Chungking Mansions opened in 1961 as a residential block in the dense Kowloon district of Hong Kong, but it long ago turned into something far stranger and more interesting. Its five interconnected towers, 17 stories each and served by just two elevators per block, are now a warren of budget guesthouses, curry houses, phone stalls, and money changers. An estimated 4,000 people live here, and many thousands more pass through, drawn from dozens of countries; one anthropologist famously described it as a hub of “low-end globalization.” All that improvised commerce comes with a catch, as the building carries a long-standing reputation for shaky fire safety.
3. Edificio Copan – Sao Paulo, Brazil
The curving Edificio Copan in Sao Paulo, Brazil.
The wave-like Edificio Copan in downtown Sao Paulo, Brazil.
Edificio Copan ripples across the skyline of Sao Paulo, Brazil, in one long sinuous wave, the unmistakable signature of its architect, Oscar Niemeyer. Begun in 1952 and finished in 1966 after a string of interruptions, the 38-story building holds 1,160 apartments that range from tiny studios to large family units, plus dozens of shops and businesses at street level. About 5,000 people live here, enough that the building was assigned its own postal code. It was designed on purpose to mix residents across Brazil’s social classes under one curving roof.
2. Le Lignon – Geneva, Switzerland
The long Le Lignon apartment complex in Vernier, near Geneva, Switzerland.
Part of the kilometer-long Le Lignon complex in Vernier, near Geneva, Switzerland.
Le Lignon was Switzerland’s answer to a 1960s housing crunch, and the answer was to go big. Built in the Vernier suburb of Geneva, its main block runs close to a kilometer, which makes it one of the longest apartment buildings in Europe. Inside its 2,780 units live more than 6,000 people, along with their own school, shopping center, and church, so a resident really can handle most of daily life without leaving the property. It is less an apartment block than a small town that happens to share one very long address.

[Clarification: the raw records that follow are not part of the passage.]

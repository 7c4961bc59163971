pub mod config;
pub mod error;
pub mod models;
pub mod remote;
pub mod routes;
pub mod services;

use std::sync::Arc;

use axum::{
    middleware,
    routing::{get, post, put},
    Router,
};
use tower_http::cors::CorsLayer;
use tower_http::trace::TraceLayer;
use tracing_subscriber::{layer::SubscriberExt, util::SubscriberInitExt};

use crate::config::Config;
use crate::remote::{HttpVocabularyApi, VocabularyApi};
use crate::services::sessions::SessionRegistry;

/// Shared application state
#[derive(Clone)]
pub struct AppState {
    pub api: Arc<dyn VocabularyApi>,
    pub sessions: Arc<SessionRegistry>,
}

impl AppState {
    pub fn new(api: Arc<dyn VocabularyApi>, config: &Config) -> Self {
        let sessions = SessionRegistry::new(
            api.clone(),
            config.stats_flush_interval,
            config.session_idle_timeout,
            config.session_seed,
        );
        Self {
            api,
            sessions: Arc::new(sessions),
        }
    }
}

/// Build the router with all routes.
pub fn build_router(state: AppState) -> Router {
    let protected_routes = Router::new()
        // Card routes
        .route("/api/cards", get(routes::cards::list))
        .route("/api/groups", get(routes::cards::groups))
        .route("/api/groups/{name}", put(routes::groups::rename))
        // Selection routes
        .route("/api/selections", post(routes::selections::create))
        .route(
            "/api/selections/{id}",
            get(routes::selections::get).delete(routes::selections::delete),
        )
        .route("/api/selections/{id}/toggle", post(routes::selections::toggle))
        .route(
            "/api/selections/{id}/toggle-group",
            post(routes::selections::toggle_group),
        )
        .route("/api/selections/{id}/clear", post(routes::selections::clear))
        // Session routes
        .route("/api/sessions", post(routes::sessions::start))
        .route(
            "/api/sessions/{id}",
            get(routes::sessions::get).delete(routes::sessions::end),
        )
        .route("/api/sessions/{id}/flip", post(routes::sessions::flip))
        .route("/api/sessions/{id}/next", post(routes::sessions::next))
        .route("/api/sessions/{id}/previous", post(routes::sessions::previous))
        .route("/api/sessions/{id}/shuffle", post(routes::sessions::shuffle))
        .route("/api/sessions/{id}/skip", post(routes::sessions::skip))
        .route("/api/sessions/{id}/submit", post(routes::sessions::submit))
        // Stats routes
        .route(
            "/api/stats",
            get(routes::stats::get).delete(routes::stats::reset),
        )
        .layer(middleware::from_fn(routes::auth::auth_middleware));

    Router::new()
        .route("/health", get(health_check))
        .merge(protected_routes)
        .layer(CorsLayer::permissive())
        .layer(TraceLayer::new_for_http())
        .with_state(state)
}

pub async fn run() -> anyhow::Result<()> {
    let config = Config::from_env()?;

    tracing_subscriber::registry()
        .with(tracing_subscriber::EnvFilter::new(
            std::env::var("RUST_LOG").unwrap_or_else(|_| "info".into()),
        ))
        .with(tracing_subscriber::fmt::layer())
        .init();

    tracing::info!("Using vocabulary API at {}", config.vocab_api_url);
    if let Some(seed) = config.session_seed {
        tracing::info!("Sessions use fixed seed {}", seed);
    }

    let api: Arc<dyn VocabularyApi> =
        Arc::new(HttpVocabularyApi::new(config.vocab_api_url.clone()));
    let app = build_router(AppState::new(api, &config));

    let addr = config.bind_addr();
    tracing::info!("Starting server on {}", addr);

    let listener = tokio::net::TcpListener::bind(&addr).await?;
    axum::serve(listener, app).await?;

    Ok(())
}

async fn health_check() -> &'static str {
    "OK"
}
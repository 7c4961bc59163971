//! Core types for the practice engine.

use chrono::{DateTime, Utc};
use serde::{Deserialize, Deserializer, Serialize};

/// Group assigned to cards that carry no group of their own.
pub const DEFAULT_GROUP: &str = "Ungrouped";

/// Resolve a raw group label, falling back to [`DEFAULT_GROUP`] when blank or absent.
pub fn group_or_default(raw: Option<&str>) -> String {
    match raw {
        Some(group) if !group.trim().is_empty() => group.to_string(),
        _ => DEFAULT_GROUP.to_string(),
    }
}

fn default_group() -> String {
    DEFAULT_GROUP.to_string()
}

fn deserialize_group<'de, D>(deserializer: D) -> Result<String, D::Error>
where
    D: Deserializer<'de>,
{
    let raw = Option::<String>::deserialize(deserializer)?;
    Ok(group_or_default(raw.as_deref()))
}

/// A vocabulary flashcard as served by the remote API.
#[derive(Debug, Clone, PartialEq, Eq, Serialize, Deserialize)]
#[serde(rename_all = "camelCase")]
pub struct Flashcard {
    #[serde(alias = "_id")]
    pub id: String,
    pub word: String,
    #[serde(default)]
    pub translation: String,
    #[serde(default)]
    pub definition: String,
    #[serde(default = "default_group", deserialize_with = "deserialize_group")]
    pub group: String,
    #[serde(default)]
    pub created_at: DateTime<Utc>,
}

impl Flashcard {
    /// Create an ungrouped card.
    pub fn new(
        id: impl Into<String>,
        word: impl Into<String>,
        translation: impl Into<String>,
        definition: impl Into<String>,
        created_at: DateTime<Utc>,
    ) -> Self {
        Self {
            id: id.into(),
            word: word.into(),
            translation: translation.into(),
            definition: definition.into(),
            group: default_group(),
            created_at,
        }
    }

    /// Same card placed in `group` (blank means ungrouped).
    pub fn in_group(mut self, group: &str) -> Self {
        self.group = group_or_default(Some(group));
        self
    }

    /// Translation, or the placeholder shown when the card has none.
    pub fn translation_or_placeholder(&self) -> &str {
        if self.translation.trim().is_empty() {
            "No translation available"
        } else {
            &self.translation
        }
    }

    /// Definition, or the placeholder shown when the card has none.
    pub fn definition_or_placeholder(&self) -> &str {
        if self.definition.trim().is_empty() {
            "No definition available"
        } else {
            &self.definition
        }
    }
}

/// Which side of a card faces the learner.
#[derive(Debug, Clone, Copy, PartialEq, Eq, Serialize, Deserialize)]
#[serde(rename_all = "snake_case")]
pub enum Face {
    Word,
    Meaning,
}

impl Face {
    pub fn other(self) -> Self {
        match self {
            Self::Word => Self::Meaning,
            Self::Meaning => Self::Word,
        }
    }
}

/// List ordering options.
#[derive(Debug, Clone, Copy, PartialEq, Eq, Serialize, Deserialize, Default)]
#[serde(rename_all = "snake_case")]
pub enum SortOption {
    #[default]
    Newest,
    Oldest,
    Az,
    Za,
}

impl SortOption {
    /// Get the option name as a string.
    pub fn as_str(&self) -> &'static str {
        match self {
            Self::Newest => "newest",
            Self::Oldest => "oldest",
            Self::Az => "az",
            Self::Za => "za",
        }
    }

    /// Parse from string.
    pub fn from_str(s: &str) -> Option<Self> {
        match s {
            "newest" => Some(Self::Newest),
            "oldest" => Some(Self::Oldest),
            "az" => Some(Self::Az),
            "za" => Some(Self::Za),
            _ => None,
        }
    }
}

/// Practice modes offered to the learner.
#[derive(Debug, Clone, Copy, PartialEq, Eq, Serialize, Deserialize)]
#[serde(rename_all = "snake_case")]
pub enum PracticeMode {
    Flip,
    Spelling,
    Recall,
}

impl PracticeMode {
    pub fn as_str(&self) -> &'static str {
        match self {
            Self::Flip => "flip",
            Self::Spelling => "spelling",
            Self::Recall => "recall",
        }
    }
}

/// Outcome of one spelling submission.
#[derive(Debug, Clone, PartialEq, Eq, Serialize, Deserialize)]
#[serde(rename_all = "camelCase")]
pub struct Attempt {
    pub card_id: String,
    #[serde(default = "default_group", deserialize_with = "deserialize_group")]
    pub group: String,
    pub correct: bool,
    pub timestamp: DateTime<Utc>,
}

impl Attempt {
    pub fn for_card(card: &Flashcard, correct: bool, timestamp: DateTime<Utc>) -> Self {
        Self {
            card_id: card.id.clone(),
            group: group_or_default(Some(&card.group)),
            correct,
            timestamp,
        }
    }
}

/// Server-held practice history.
#[derive(Debug, Clone, Default, PartialEq, Eq, Serialize, Deserialize)]
#[serde(rename_all = "camelCase")]
pub struct HistoricalStats {
    #[serde(default)]
    pub total_time: u64,
    #[serde(default)]
    pub words_practiced: Vec<Attempt>,
}

/// Payload accepted by the attempt sink.
#[derive(Debug, Clone, Default, PartialEq, Eq, Serialize, Deserialize)]
#[serde(rename_all = "camelCase")]
pub struct StatsSubmission {
    pub time_spent: u64,
    pub words_practiced: Vec<Attempt>,
}

impl StatsSubmission {
    pub fn is_empty(&self) -> bool {
        self.time_spent == 0 && self.words_practiced.is_empty()
    }
}

#[cfg(test)]
mod tests {
    use super::*;
    use pretty_assertions::assert_eq;

    #[test]
    fn flashcard_reads_remote_shape() {
        let json = r#"{
            "_id": "65f0",
            "word": "apple",
            "translation": "manzana",
            "definition": "a fruit",
            "group": "",
            "createdAt": "2024-03-01T10:00:00Z"
        }"#;
        let card: Flashcard = serde_json::from_str(json).unwrap();
        assert_eq!(card.id, "65f0");
        assert_eq!(card.group, DEFAULT_GROUP);
        assert_eq!(card.created_at.to_rfc3339(), "2024-03-01T10:00:00+00:00");
    }

    #[test]
    fn flashcard_without_group_is_ungrouped() {
        let json = r#"{"id": "1", "word": "pear", "group": null}"#;
        let card: Flashcard = serde_json::from_str(json).unwrap();
        assert_eq!(card.group, DEFAULT_GROUP);
        assert_eq!(card.translation_or_placeholder(), "No translation available");
        assert_eq!(card.definition_or_placeholder(), "No definition available");
    }

    #[test]
    fn sort_option_round_trips_names() {
        for option in [SortOption::Newest, SortOption::Oldest, SortOption::Az, SortOption::Za] {
            assert_eq!(SortOption::from_str(option.as_str()), Some(option));
        }
        assert_eq!(SortOption::from_str("random"), None);
        assert_eq!(SortOption::default(), SortOption::Newest);
    }

    #[test]
    fn submission_serializes_camel_case() {
        let submission = StatsSubmission {
            time_spent: 12,
            words_practiced: vec![],
        };
        let value = serde_json::to_value(&submission).unwrap();
        assert_eq!(value["timeSpent"], 12);
        assert!(value["wordsPracticed"].as_array().unwrap().is_empty());
    }

    #[test]
    fn face_other_is_involution() {
        assert_eq!(Face::Word.other(), Face::Meaning);
        assert_eq!(Face::Word.other().other(), Face::Word);
    }
}
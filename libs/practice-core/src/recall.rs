//! Type-then-reveal review over a hand-picked subset.

use serde::Serialize;

use crate::error::{PracticeError, Result};
use crate::types::Flashcard;

#[derive(Debug, Clone)]
pub struct RecallSession {
    deck: Vec<Flashcard>,
    index: usize,
    answer: Option<String>,
}

/// The current card as shown to the learner.
#[derive(Debug, Clone, PartialEq, Eq, Serialize)]
#[serde(rename_all = "camelCase")]
pub struct RecallView {
    pub position: usize,
    pub total: usize,
    pub card_id: String,
    pub word: String,
    pub answer: Option<String>,
    /// Present once the learner has answered.
    pub translation: Option<String>,
    pub definition: Option<String>,
}

impl RecallSession {
    /// Requires at least one selected card.
    pub fn start(selected: Vec<Flashcard>) -> Result<Self> {
        if selected.is_empty() {
            return Err(PracticeError::EmptySelection);
        }
        Ok(Self {
            deck: selected,
            index: 0,
            answer: None,
        })
    }

    /// Record the learner's answer and reveal the meaning.
    pub fn submit(&mut self, answer: &str) {
        self.answer = Some(answer.to_string());
    }

    pub fn next(&mut self) {
        self.index = (self.index + 1) % self.deck.len();
        self.answer = None;
    }

    pub fn previous(&mut self) {
        self.index = (self.index + self.deck.len() - 1) % self.deck.len();
        self.answer = None;
    }

    pub fn is_revealed(&self) -> bool {
        self.answer.is_some()
    }

    pub fn current(&self) -> &Flashcard {
        &self.deck[self.index]
    }

    pub fn view(&self) -> RecallView {
        let card = self.current();
        let revealed = self.is_revealed();
        RecallView {
            position: self.index + 1,
            total: self.deck.len(),
            card_id: card.id.clone(),
            word: card.word.clone(),
            answer: self.answer.clone(),
            translation: revealed.then(|| card.translation_or_placeholder().to_string()),
            definition: revealed.then(|| card.definition_or_placeholder().to_string()),
        }
    }
}
//! Error handling for the practice API

use axum::{
    http::StatusCode,
    response::{IntoResponse, Response},
    Json,
};
use serde::Serialize;
use thiserror::Error;

use practice_core::{ErrorKind, PracticeError};

use crate::remote::RemoteError;

/// API error types
#[derive(Debug, Error)]
pub enum ApiError {
    #[error("Fetch error: {0}")]
    Fetch(String),

    #[error("{0}")]
    Validation(String),

    #[error("{0}")]
    Duplicate(String),

    #[error("Unauthorized: {0}")]
    Unauthorized(String),

    #[error("Not found: {0}")]
    NotFound(String),

    #[error("Internal error: {0}")]
    Internal(String),
}

/// Error response body
#[derive(Serialize)]
struct ErrorResponse {
    error: String,
    message: String,
}

impl From<PracticeError> for ApiError {
    fn from(err: PracticeError) -> Self {
        match err.kind() {
            ErrorKind::Validation => ApiError::Validation(err.to_string()),
            ErrorKind::Duplicate => ApiError::Duplicate(err.to_string()),
        }
    }
}

impl From<RemoteError> for ApiError {
    fn from(err: RemoteError) -> Self {
        if err.is_unauthorized() {
            return ApiError::Unauthorized(err.to_string());
        }
        ApiError::Fetch(err.to_string())
    }
}

impl IntoResponse for ApiError {
    fn into_response(self) -> Response {
        let (status, error_type) = match &self {
            ApiError::Fetch(_) => (StatusCode::BAD_GATEWAY, "fetch_error"),
            ApiError::Validation(_) => (StatusCode::BAD_REQUEST, "validation_error"),
            ApiError::Duplicate(_) => (StatusCode::CONFLICT, "duplicate"),
            ApiError::Unauthorized(_) => (StatusCode::UNAUTHORIZED, "unauthorized"),
            ApiError::NotFound(_) => (StatusCode::NOT_FOUND, "not_found"),
            ApiError::Internal(_) => (StatusCode::INTERNAL_SERVER_ERROR, "internal_error"),
        };

        let body = Json(ErrorResponse {
            error: error_type.to_string(),
            message: self.to_string(),
        });

        (status, body).into_response()
    }
}

/// Result type alias for API operations
pub type Result<T> = std::result::Result<T, ApiError>;
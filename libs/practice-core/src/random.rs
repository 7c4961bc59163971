//! Randomness used by practice sessions.
//!
//! All random draws go through [`RandomSource`] so that face selection and
//! shuffling can be replayed from a seed.

use rand::seq::SliceRandom;
use rand::{Rng, SeedableRng};
use rand_chacha::ChaCha8Rng;

use crate::types::Face;

/// Source of the random decisions a session makes.
pub trait RandomSource: Send {
    /// Fair coin.
    fn coin_flip(&mut self) -> bool;

    /// Uniformly random permutation of `0..len`.
    fn permutation(&mut self, len: usize) -> Vec<usize>;

    /// Draw the face a card starts on.
    fn draw_face(&mut self) -> Face {
        if self.coin_flip() {
            Face::Word
        } else {
            Face::Meaning
        }
    }
}

/// ChaCha-backed random source.
#[derive(Debug, Clone)]
pub struct SeededRandom {
    rng: ChaCha8Rng,
}

impl SeededRandom {
    /// Deterministic source for a given seed.
    pub fn from_seed(seed: u64) -> Self {
        Self {
            rng: ChaCha8Rng::seed_from_u64(seed),
        }
    }

    /// Source seeded from OS entropy.
    pub fn from_entropy() -> Self {
        Self {
            rng: ChaCha8Rng::from_entropy(),
        }
    }
}

impl RandomSource for SeededRandom {
    fn coin_flip(&mut self) -> bool {
        self.rng.gen_bool(0.5)
    }

    fn permutation(&mut self, len: usize) -> Vec<usize> {
        let mut order: Vec<usize> = (0..len).collect();
        order.shuffle(&mut self.rng);
        order
    }
}

/// Reorder `items` by a permutation drawn from `rng`.
pub fn shuffle_with<T: Clone>(items: &[T], rng: &mut dyn RandomSource) -> Vec<T> {
    rng.permutation(items.len())
        .into_iter()
        .map(|idx| items[idx].clone())
        .collect()
}
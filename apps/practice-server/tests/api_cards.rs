//! Card and group listing API tests.

mod common;

use axum::http::StatusCode;
use axum_test::TestServer;
use pretty_assertions::assert_eq;

use common::{TestContext, TOKEN};

fn words(body: &serde_json::Value) -> Vec<String> {
    body["cards"]
        .as_array()
        .unwrap()
        .iter()
        .map(|card| card["word"].as_str().unwrap().to_string())
        .collect()
}

/// Test health check needs no token.
#[tokio::test]
async fn test_health_check() {
    let ctx = TestContext::new();
    let server = TestServer::new(ctx.router()).unwrap();

    let response = server.get("/health").await;

    response.assert_status_ok();
    response.assert_text("OK");
}

/// Test cards default to newest first.
#[tokio::test]
async fn test_list_cards_newest_by_default() {
    let ctx = TestContext::new();
    let server = TestServer::new(ctx.router()).unwrap();

    let response = server
        .get("/api/cards")
        .add_header(
            axum::http::header::AUTHORIZATION,
            TestContext::auth_header_value(TOKEN),
        )
        .await;

    response.assert_status_ok();
    let body: serde_json::Value = response.json();
    assert_eq!(body["sort"], "newest");
    assert_eq!(words(&body), vec!["zebra", "Éclair", "banana", "apple"]);
}

/// Test alphabetical sort ignores accents and case.
#[tokio::test]
async fn test_list_cards_alphabetical() {
    let ctx = TestContext::new();
    let server = TestServer::new(ctx.router()).unwrap();

    let response = server
        .get("/api/cards?sort=az")
        .add_header(
            axum::http::header::AUTHORIZATION,
            TestContext::auth_header_value(TOKEN),
        )
        .await;

    response.assert_status_ok();
    let body: serde_json::Value = response.json();
    assert_eq!(words(&body), vec!["apple", "banana", "Éclair", "zebra"]);

    let response = server
        .get("/api/cards?sort=za")
        .add_header(
            axum::http::header::AUTHORIZATION,
            TestContext::auth_header_value(TOKEN),
        )
        .await;
    let body: serde_json::Value = response.json();
    assert_eq!(words(&body), vec!["zebra", "Éclair", "banana", "apple"]);
}

/// Test groups come back in name order with sorted members.
#[tokio::test]
async fn test_list_groups() {
    let ctx = TestContext::new();
    let server = TestServer::new(ctx.router()).unwrap();

    let response = server
        .get("/api/groups?sort=oldest")
        .add_header(
            axum::http::header::AUTHORIZATION,
            TestContext::auth_header_value(TOKEN),
        )
        .await;

    response.assert_status_ok();
    let body: serde_json::Value = response.json();
    let groups = body["groups"].as_array().unwrap();
    let names: Vec<&str> = groups.iter().map(|g| g["name"].as_str().unwrap()).collect();
    assert_eq!(names, vec!["Desserts", "Fruit", "Ungrouped"]);

    let fruit: Vec<&str> = groups[1]["cards"]
        .as_array()
        .unwrap()
        .iter()
        .map(|c| c["id"].as_str().unwrap())
        .collect();
    assert_eq!(fruit, vec!["c1", "c3"]);
}

/// Test missing Authorization header is rejected.
#[tokio::test]
async fn test_list_cards_requires_token() {
    let ctx = TestContext::new();
    let server = TestServer::new(ctx.router()).unwrap();

    let response = server.get("/api/cards").await;

    response.assert_status(StatusCode::UNAUTHORIZED);
    let body: serde_json::Value = response.json();
    assert_eq!(body["error"], "unauthorized");
}

/// Test a token the remote rejects maps to 401.
#[tokio::test]
async fn test_list_cards_remote_rejects_token() {
    let ctx = TestContext::new();
    let server = TestServer::new(ctx.router()).unwrap();

    let response = server
        .get("/api/cards")
        .add_header(
            axum::http::header::AUTHORIZATION,
            TestContext::auth_header_value("stale"),
        )
        .await;

    response.assert_status(StatusCode::UNAUTHORIZED);
}

/// Test remote outage surfaces as a fetch error.
#[tokio::test]
async fn test_list_cards_remote_down() {
    let ctx = TestContext::new();
    let server = TestServer::new(ctx.router()).unwrap();
    ctx.api.set_offline(true);

    let response = server
        .get("/api/cards")
        .add_header(
            axum::http::header::AUTHORIZATION,
            TestContext::auth_header_value(TOKEN),
        )
        .await;

    response.assert_status(StatusCode::BAD_GATEWAY);
    let body: serde_json::Value = response.json();
    assert_eq!(body["error"], "fetch_error");
}
//! Practice session endpoints

use axum::{
    extract::{Path, State},
    http::StatusCode,
    Extension, Json,
};
use uuid::Uuid;

use practice_core::CardSet;

use crate::error::Result;
use crate::models::*;
use crate::routes::auth::AuthenticatedUser;
use crate::services::sessions::SessionAction;
use crate::AppState;

/// POST /api/sessions
///
/// With a `selectionId` the session practices that selection's chosen cards;
/// without one it practices every card of the caller.
pub async fn start(
    State(state): State<AppState>,
    Extension(auth): Extension<AuthenticatedUser>,
    Json(payload): Json<StartSessionRequest>,
) -> Result<(StatusCode, Json<SessionResponse>)> {
    let (cards, selected) = match payload.selection_id {
        Some(selection_id) => {
            let (cards, selected) = state.sessions.hand_off(&auth.token, selection_id).await?;
            (cards, Some(selected))
        }
        None => (
            CardSet::new(state.api.fetch_flashcards(&auth.token).await?),
            None,
        ),
    };

    let session = state
        .sessions
        .start(&auth.token, payload.mode, &cards, selected)
        .await?;
    Ok((StatusCode::CREATED, Json(session)))
}

/// GET /api/sessions/{id}
pub async fn get(
    State(state): State<AppState>,
    Extension(auth): Extension<AuthenticatedUser>,
    Path(id): Path<Uuid>,
) -> Result<Json<SessionResponse>> {
    Ok(Json(state.sessions.view(&auth.token, id).await?))
}

/// DELETE /api/sessions/{id}
pub async fn end(
    State(state): State<AppState>,
    Extension(auth): Extension<AuthenticatedUser>,
    Path(id): Path<Uuid>,
) -> Result<Json<EndSessionResponse>> {
    Ok(Json(state.sessions.end(&auth.token, id).await?))
}

/// POST /api/sessions/{id}/submit
pub async fn submit(
    State(state): State<AppState>,
    Extension(auth): Extension<AuthenticatedUser>,
    Path(id): Path<Uuid>,
    Json(payload): Json<SubmitRequest>,
) -> Result<Json<SubmitResponse>> {
    Ok(Json(state.sessions.submit(&auth.token, id, &payload.input).await?))
}

async fn act(
    state: AppState,
    auth: AuthenticatedUser,
    id: Uuid,
    action: SessionAction,
) -> Result<Json<SessionResponse>> {
    Ok(Json(state.sessions.apply(&auth.token, id, action).await?))
}

/// POST /api/sessions/{id}/flip
pub async fn flip(
    State(state): State<AppState>,
    Extension(auth): Extension<AuthenticatedUser>,
    Path(id): Path<Uuid>,
) -> Result<Json<SessionResponse>> {
    act(state, auth, id, SessionAction::Flip).await
}

/// POST /api/sessions/{id}/next
pub async fn next(
    State(state): State<AppState>,
    Extension(auth): Extension<AuthenticatedUser>,
    Path(id): Path<Uuid>,
) -> Result<Json<SessionResponse>> {
    act(state, auth, id, SessionAction::Next).await
}

/// POST /api/sessions/{id}/previous
pub async fn previous(
    State(state): State<AppState>,
    Extension(auth): Extension<AuthenticatedUser>,
    Path(id): Path<Uuid>,
) -> Result<Json<SessionResponse>> {
    act(state, auth, id, SessionAction::Previous).await
}

/// POST /api/sessions/{id}/shuffle
pub async fn shuffle(
    State(state): State<AppState>,
    Extension(auth): Extension<AuthenticatedUser>,
    Path(id): Path<Uuid>,
) -> Result<Json<SessionResponse>> {
    act(state, auth, id, SessionAction::Shuffle).await
}

/// POST /api/sessions/{id}/skip
pub async fn skip(
    State(state): State<AppState>,
    Extension(auth): Extension<AuthenticatedUser>,
    Path(id): Path<Uuid>,
) -> Result<Json<SessionResponse>> {
    act(state, auth, id, SessionAction::Skip).await
}
//! The flashcards available to a session.

use std::collections::HashSet;

use serde::Serialize;

use crate::selection::SelectionSet;
use crate::types::{group_or_default, Flashcard};

/// Immutable, id-unique view of fetched flashcards in their fetched order.
#[derive(Debug, Clone, Default, PartialEq, Eq, Serialize)]
#[serde(transparent)]
pub struct CardSet {
    cards: Vec<Flashcard>,
}

impl CardSet {
    /// Build a card set. Later cards repeating an earlier id are dropped.
    pub fn new(cards: Vec<Flashcard>) -> Self {
        let mut seen = HashSet::new();
        let cards = cards
            .into_iter()
            .filter(|card| seen.insert(card.id.clone()))
            .collect();
        Self { cards }
    }

    pub fn cards(&self) -> &[Flashcard] {
        &self.cards
    }

    pub fn len(&self) -> usize {
        self.cards.len()
    }

    pub fn is_empty(&self) -> bool {
        self.cards.is_empty()
    }

    pub fn get(&self, id: &str) -> Option<&Flashcard> {
        self.cards.iter().find(|card| card.id == id)
    }

    pub fn contains(&self, id: &str) -> bool {
        self.get(id).is_some()
    }

    /// Ids of the cards in `group`, in card set order.
    pub fn group_member_ids(&self, group: &str) -> Vec<&str> {
        self.cards
            .iter()
            .filter(|card| group_or_default(Some(&card.group)) == group)
            .map(|card| card.id.as_str())
            .collect()
    }

    /// Hand-off of the chosen cards, in card set order.
    pub fn selected(&self, selection: &SelectionSet) -> Vec<Flashcard> {
        self.cards
            .iter()
            .filter(|card| selection.is_selected(&card.id))
            .cloned()
            .collect()
    }

    pub fn into_cards(self) -> Vec<Flashcard> {
        self.cards
    }
}

#[cfg(test)]
mod tests {
    use super::*;
    use chrono::{TimeZone, Utc};

    fn card(id: &str, group: &str) -> Flashcard {
        Flashcard::new(id, id, "", "", Utc.timestamp_opt(0, 0).unwrap()).in_group(group)
    }

    #[test]
    fn duplicate_ids_keep_first() {
        let mut second = card("a", "Later");
        second.word = "other".to_string();
        let set = CardSet::new(vec![card("a", "First"), card("b", ""), second]);
        assert_eq!(set.len(), 2);
        assert_eq!(set.get("a").unwrap().group, "First");
    }

    #[test]
    fn group_members_follow_set_order() {
        let set = CardSet::new(vec![card("a", "X"), card("b", "Y"), card("c", "X")]);
        assert_eq!(set.group_member_ids("X"), vec!["a", "c"]);
        assert!(set.group_member_ids("Z").is_empty());
    }

    #[test]
    fn selected_hand_off_uses_set_order() {
        let set = CardSet::new(vec![card("a", ""), card("b", ""), card("c", "")]);
        let mut selection = SelectionSet::for_cards(&set);
        selection.toggle("c");
        selection.toggle("a");
        let ids: Vec<String> = set.selected(&selection).into_iter().map(|c| c.id).collect();
        assert_eq!(ids, vec!["a", "c"]);
    }
}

1. Regent International – Hangzhou, China
Regent International Center.
Regent International Center.
And then there is Regent International, which makes everything else on this list look downright neighborly. This single S-shaped tower in Hangzhou, China, holds somewhere around 20,000 residents, with room for as many as 30,000, making it the largest apartment building by capacity on the planet. It was designed as a six-star hotel by architect Alicia Loo, who also worked on Singapore’s Marina Bay Sands, before being converted into roughly 5,000 apartments. The 39-story building is a self-contained vertical city: supermarkets, food courts, gyms, swimming pools, salons, internet cafes, even schools and a clinic, all under one roof, with a subway stop at the door. A windowless studio rents for around 1,500 yuan a month, which is why it fills up with students and young workers who, in theory, could go weeks without ever stepping outside. Critics call it dystopian. Its residents mostly call it convenient.
These buildings all answer the same question in their own way: what happens when you stack a whole town on top of itself? The results run the gamut, beloved in some cases and notorious in others, but each one proves that a home does not require a house. Sometimes it just requires knowing which of the several thousand front doors is yours.